Né en 1976 à Louisville, Kentucky, vivant aujourd'hui à Iowa City après un séjour à Sofia, Garth Greenwell est en brillant sujet, diplômé d'Harvard et de musicologie, critique et enseignant. Un intellectuel gay, très américain même si frotté aux cultures européennes. Son premier roman, qui nous parvient aujourd'hui, What belongs to you, publié chez Farrar, Straus & Giroux, a été perçu comme une révélation aux Etats-Unis. Il fut, en 2016, le seul de sa catégorie en lice pour le National Book Award. Depuis, il a été traduit dans une quinzaine de pays. Il a même été salué de « livre capital » par Edouard Louis, dans un blurb. L'auteur d'Histoire de la violence s'est retrouvé dans ce texte âpre, où la relation entre les deux protagonistes, le narrateur, un écrivain américain en exil en Bulgarie où il enseigne la littérature au prestigieux American College de Sofia, et Mitko, un jeune prostitué croisé sur un lieu de drague, alcoolique, drogué, malade, menteur, dangereux peut-être, mais surtout insaisissable, est largement conditionnée par les différences d'origines, de culture, de classe.
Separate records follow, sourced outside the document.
// crates/pt-engine/src/host_api.rs
//
// extern "C" shims binding a `HostApi` vtable to one `Engine` instance:
// a thin `extern "C"` function recovers a concrete Rust type from an
// opaque context pointer and forwards the call.

use core::ffi::c_void;
use std::ffi::CStr;
use std::os::raw::c_char;

use pt_types::host_api::{ApiResult, EngineContext};
use pt_types::{HostApi, ParamType, Value};

use crate::engine::Engine;

unsafe fn cstr_to_string(ptr: *const c_char) -> Option<String> {
    if ptr.is_null() {
        return None;
    }
    Some(CStr::from_ptr(ptr).to_string_lossy().into_owned())
}

/// Reconstructs a typed `Value` from the raw `(tag, ptr, size)` triple
/// plugins pass across the C ABI. Scalars are passed by address, the
/// same idiom the plugin invocation ABI uses for its parameter slots.
unsafe fn value_from_raw(tag: ParamType, ptr: *mut c_void, size: usize) -> Option<Value> {
    if ptr.is_null() {
        return None;
    }
    Some(match tag {
        ParamType::Int32 => Value::Int32(*(ptr as *const i32)),
        ParamType::Int64 => Value::Int64(*(ptr as *const i64)),
        ParamType::Float => Value::Float(*(ptr as *const f32)),
        ParamType::Double => Value::Double(*(ptr as *const f64)),
        ParamType::Char => Value::Char(*(ptr as *const u8)),
        ParamType::String => Value::Str { ptr: ptr as *const u8, len: size },
        ParamType::Pointer | ParamType::Any | ParamType::Void | ParamType::VariadicMarker | ParamType::Unknown => {
            Value::Ptr { addr: ptr, size }
        }
    })
}

unsafe extern "C" fn transfer_pointer_shim(
    engine: *mut EngineContext,
    source_plugin: *const c_char,
    source_interface: *const c_char,
    source_param_index: i32,
    ptr: *mut c_void,
    expected_tag: i32,
    type_name: *const c_char,
    size: usize,
) -> i32 {
    if engine.is_null() {
        return ApiResult::Failure.as_raw();
    }
    let engine = &mut *(engine as *mut Engine);
    let (Some(plugin), Some(interface)) = (cstr_to_string(source_plugin), cstr_to_string(source_interface)) else {
        return ApiResult::Failure.as_raw();
    };
    let Some(value) = value_from_raw(ParamType::from_raw(expected_tag), ptr, size) else {
        return ApiResult::Failure.as_raw();
    };
    let type_name = cstr_to_string(type_name).unwrap_or_default();
    engine.transfer_pointer(&plugin, &interface, source_param_index, value, &type_name)
}

unsafe extern "C" fn call_plugin_shim(
    engine: *mut EngineContext,
    source_plugin: *const c_char,
    source_interface: *const c_char,
    param_index: i32,
    value: *mut c_void,
) -> i32 {
    if engine.is_null() {
        return ApiResult::Failure.as_raw();
    }
    let engine = &mut *(engine as *mut Engine);
    let (Some(plugin), Some(interface)) = (cstr_to_string(source_plugin), cstr_to_string(source_interface)) else {
        return ApiResult::Failure.as_raw();
    };
    let value = Value::Ptr {
        addr: value,
        size: core::mem::size_of::<usize>(),
    };
    engine.call_plugin(&plugin, &interface, param_index, value)
}

/// Builds the vtable handed to a plugin at load time, bound to
/// `engine` via an opaque context pointer.
pub fn build(engine: &mut Engine) -> HostApi {
    HostApi {
        engine: engine as *mut Engine as *mut EngineContext,
        transfer_pointer: transfer_pointer_shim,
        call_plugin: call_plugin_shim,
    }
}
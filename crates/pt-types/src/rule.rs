// crates/pt-types/src/rule.rs
//
// The declarative transfer rule. The in-memory shape is contractually
// fixed; the on-disk `.nxpt` format that produces these is out of
// scope.

/// `param_index = -1` denotes "the source interface's return value".
pub const RETURN_VALUE_PARAM_INDEX: i32 = -1;

#[derive(Debug, Clone, Copy, PartialEq, Eq)]
pub enum TransferMode {
    Unicast,
    Multicast,
    Broadcast,
}

#[derive(Debug, Clone)]
pub struct RuleEndpointSource {
    pub plugin: String,
    pub interface: String,
    /// `-1` for "the return value", otherwise a parameter slot.
    pub param_index: i32,
}

#[derive(Debug, Clone)]
pub struct RuleEndpointTarget {
    pub plugin: String,
    pub interface: String,
    pub param_index: i32,
    /// Overrides the plugin-name -> path lookup when present.
    pub target_plugin_path: Option<std::path::PathBuf>,
}

#[derive(Debug, Clone)]
pub struct TransferRule {
    pub source: RuleEndpointSource,
    pub target: RuleEndpointTarget,
    pub transfer_mode: TransferMode,
    /// Required non-empty when `transfer_mode == Multicast`, ignored
    /// otherwise.
    pub multicast_group: Option<String>,
    /// Rules sharing a `set_group` and target interface fire as one
    /// atomic group.
    pub set_group: Option<String>,
    /// Opaque predicate string evaluated by the engine's condition
    /// evaluator; `None`/empty means "always true".
    pub condition: Option<String>,
    /// Supersedes the propagated value when present.
    pub target_param_value: Option<String>,
    pub enabled: bool,
    /// Hint that the rule is hot; consumed only by
    /// `Engine::cached_rule_indices` for host-side introspection, never
    /// by dispatch itself.
    pub cache_self: bool,
}

impl TransferRule {
    pub fn unicast(source: RuleEndpointSource, target: RuleEndpointTarget) -> Self {
        Self {
            source,
            target,
            transfer_mode: TransferMode::Unicast,
            multicast_group: None,
            set_group: None,
            condition: None,
            target_param_value: None,
            enabled: true,
            cache_self: false,
        }
    }

    /// Matches a `(source_plugin, source_interface, source_param_index)`
    /// event tuple exactly, never loosely.
    pub fn matches_source(&self, plugin: &str, interface: &str, param_index: i32) -> bool {
        self.enabled
            && self.source.plugin == plugin
            && self.source.interface == interface
            && self.source.param_index == param_index
    }

    /// Whether this rule and `other` write the exact same target slot,
    /// used by the "exact duplicate target" unicast tie-break.
    pub fn targets_same_slot(&self, other: &TransferRule) -> bool {
        self.target.plugin == other.target.plugin
            && self.target.interface == other.target.interface
            && self.target.param_index == other.target.param_index
    }
}

/// Key used to index rules by source tuple.
#[derive(Debug, Clone, PartialEq, Eq, Hash)]
pub struct RuleKey {
    pub source_plugin: String,
    pub source_interface: String,
    pub source_param_index: i32,
}

impl RuleKey {
    pub fn new(plugin: impl Into<String>, interface: impl Into<String>, param_index: i32) -> Self {
        Self {
            source_plugin: plugin.into(),
            source_interface: interface.into(),
            source_param_index: param_index,
        }
    }
}
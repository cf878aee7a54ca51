// crates/pt-engine/src/rules/dispatch.rs
//
// Top-level rule dispatch for one event: two passes over the same
// candidate range, broadcast+multicast first, then unicast with the
// "exact duplicate target" tie-break.

use pt_types::{TransferMode, TransferRule, Value};

use crate::error::{DispatchOutcome, RejectReason};

use super::context::DispatchContext;
use super::cycle::CallChain;
use super::target::{self, Incoming};

fn apply_broadcast_multicast(ctx: &mut DispatchContext, candidates: &[TransferRule], value: Value, call_chain: &CallChain, recursion_depth: u32) -> usize {
    let mut success_count = 0;
    for rule in candidates.iter().filter(|r| target::is_broadcast_or_gated_multicast(r)) {
        if !ctx.condition_evaluator.evaluate(rule.condition.as_deref(), &value) {
            tracing::info!(condition = ?rule.condition, "transfer rule condition not met, skipping");
            continue;
        }
        tracing::info!(mode = ?rule.transfer_mode, target = %format!("{}.{}", rule.target.plugin, rule.target.interface), "applying transfer rule");
        match target::prepare_and_invoke(ctx, rule, Incoming::Propagated(value), call_chain, recursion_depth, false) {
            Ok(_) => {
                success_count += 1;
                tracing::info!("successfully called target plugin interface");
            }
            Err(err) => tracing::warn!(?err, "failed to call target plugin interface"),
        }
    }
    success_count
}

/// Applies every matching unicast rule in order. Per the "exact
/// duplicate target" tie-break: when a later rule in `candidates`
/// names the exact same
/// `(target_plugin, target_interface, target_param_index)`, the
/// earlier rule is suppressed rather than fired — the later rule wins
/// without the target ever being called twice for it. This is a
/// lookahead-and-skip, not a fire-then-stop: rules targeting unrelated
/// slots after a suppressed one still fire.
fn apply_unicast(ctx: &mut DispatchContext, candidates: &[TransferRule], value: Value, call_chain: &CallChain, recursion_depth: u32) -> usize {
    let mut success_count = 0;
    for (i, rule) in candidates.iter().enumerate() {
        if rule.transfer_mode != TransferMode::Unicast {
            continue;
        }
        if target::has_later_exact_duplicate(rule, &candidates[i + 1..].iter().collect::<Vec<_>>()) {
            tracing::info!(target = %format!("{}.{}", rule.target.plugin, rule.target.interface), "suppressed by a later exact-duplicate-target rule");
            continue;
        }
        if !ctx.condition_evaluator.evaluate(rule.condition.as_deref(), &value) {
            tracing::info!(condition = ?rule.condition, "transfer rule condition not met, skipping");
            continue;
        }
        tracing::info!(target = %format!("{}.{}", rule.target.plugin, rule.target.interface), "applying unicast transfer rule");
        match target::prepare_and_invoke(ctx, rule, Incoming::Propagated(value), call_chain, recursion_depth, false) {
            Ok(_) => {
                success_count += 1;
                tracing::info!("successfully called target plugin interface");
            }
            Err(err) => tracing::warn!(?err, "failed to call target plugin interface"),
        }
    }
    success_count
}

/// Dispatch one `(plugin, interface, param_index)` event.
#[allow(clippy::too_many_arguments)]
pub fn dispatch_event(
    ctx: &mut DispatchContext,
    source_plugin: &str,
    source_interface: &str,
    source_param_index: i32,
    value: Value,
    call_chain: &CallChain,
    recursion_depth: u32,
) -> DispatchOutcome {
    if call_chain.contains(source_plugin, source_interface) {
        tracing::warn!(source = %format!("{source_plugin}.{source_interface}"), "cycle detected at dispatch entry, rejecting");
        return DispatchOutcome::Rejected(RejectReason::CycleDetected);
    }

    let indices = ctx.candidate_rule_indices(source_plugin, source_interface, source_param_index);
    if indices.is_empty() {
        return DispatchOutcome::NoMatch;
    }
    let candidates: Vec<TransferRule> = indices.into_iter().map(|i| ctx.rules[i].clone()).collect();

    let mut success_count = apply_broadcast_multicast(ctx, &candidates, value, call_chain, recursion_depth);
    success_count += apply_unicast(ctx, &candidates, value, call_chain, recursion_depth);

    DispatchOutcome::Dispatched { success_count }
}
// crates/pt-types/src/return_kind.rs

/// The ABI shape of a plugin function's return value. Inferred from
/// the interface's free-form description text — best effort, never
/// reliable from the declaration alone.
#[derive(Debug, Clone, Copy, PartialEq, Eq)]
pub enum ReturnKind {
    Integer,
    Float,
    Double,
    PointerOrStructPtr,
    StructByValue(usize),
}

impl ReturnKind {
    pub fn is_struct_by_value(self) -> bool {
        matches!(self, ReturnKind::StructByValue(_))
    }
}

/// Threshold above which a declared-size struct-pointer return is
/// promoted to struct-by-value, per platform ABI convention.
#[cfg(windows)]
pub const STRUCT_PTR_PROMOTION_THRESHOLD: usize = 8;
#[cfg(not(windows))]
pub const STRUCT_PTR_PROMOTION_THRESHOLD: usize = 16;

/// Apply the promotion rule a SetGroup re-invoke path relies on: a
/// `PointerOrStructPtr` interface whose declared return size exceeds
/// the platform threshold is actually returned by value.
pub fn promote_return_kind(kind: ReturnKind, declared_size: usize) -> ReturnKind {
    if kind == ReturnKind::PointerOrStructPtr
        && declared_size > 0
        && declared_size > STRUCT_PTR_PROMOTION_THRESHOLD
    {
        ReturnKind::StructByValue(declared_size)
    } else {
        kind
    }
}

/// Best-effort return-kind inference from an interface's human-readable
/// description, scanning in order for recognizable substrings and
/// falling back to `Integer`. Mirrors the source's substring sniffing
/// in `pointer_transfer_plugin_metadata.c`.
pub fn infer_return_kind(description: &str) -> ReturnKind {
    let lower = description.to_ascii_lowercase();
    const SIGNALS: &[(&str, ReturnKind)] = &[
        ("returns string pointer", ReturnKind::PointerOrStructPtr),
        ("double", ReturnKind::Double),
        ("float", ReturnKind::Float),
        ("struct", ReturnKind::PointerOrStructPtr),
        ("pointer", ReturnKind::PointerOrStructPtr),
    ];
    for (needle, kind) in SIGNALS {
        if lower.contains(needle) {
            return *kind;
        }
    }
    ReturnKind::Integer
}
Après une première rencontre sordide dans les toilettes du NKD (National Palace of Culture), où Mitko, 23 ans, originaire de la station balnéaire de Varna, sur la mer Noire, vend du shit et se loue, ils se reverront épisodiquement, durant plusieurs années. Souvent lorsque le garçon, quasiment SDF et très malade, vient frapper à la porte de l'Américain, en quête de secours. Celui-ci, lorsqu'il analyse leurs rapports, peine à les définir : relation sexuelle même si peu satisfaisante, amour, certainement pas, et amitié, pas sûr. L'argent fausse tout, et Mitko, à un moment d'extrême tension, lucide et cruel, lui lance un : « Tu ne sais pas ce que tu veux. » Ce n'est pas faux : le narrateur, souffrant toujours de son rejet par son père à cause de son homosexualité, de ses rapports compliqués avec sa mère, a noué une relation « sérieuse » avec R., un Portugais, mais ils se parlent surtout par Skype...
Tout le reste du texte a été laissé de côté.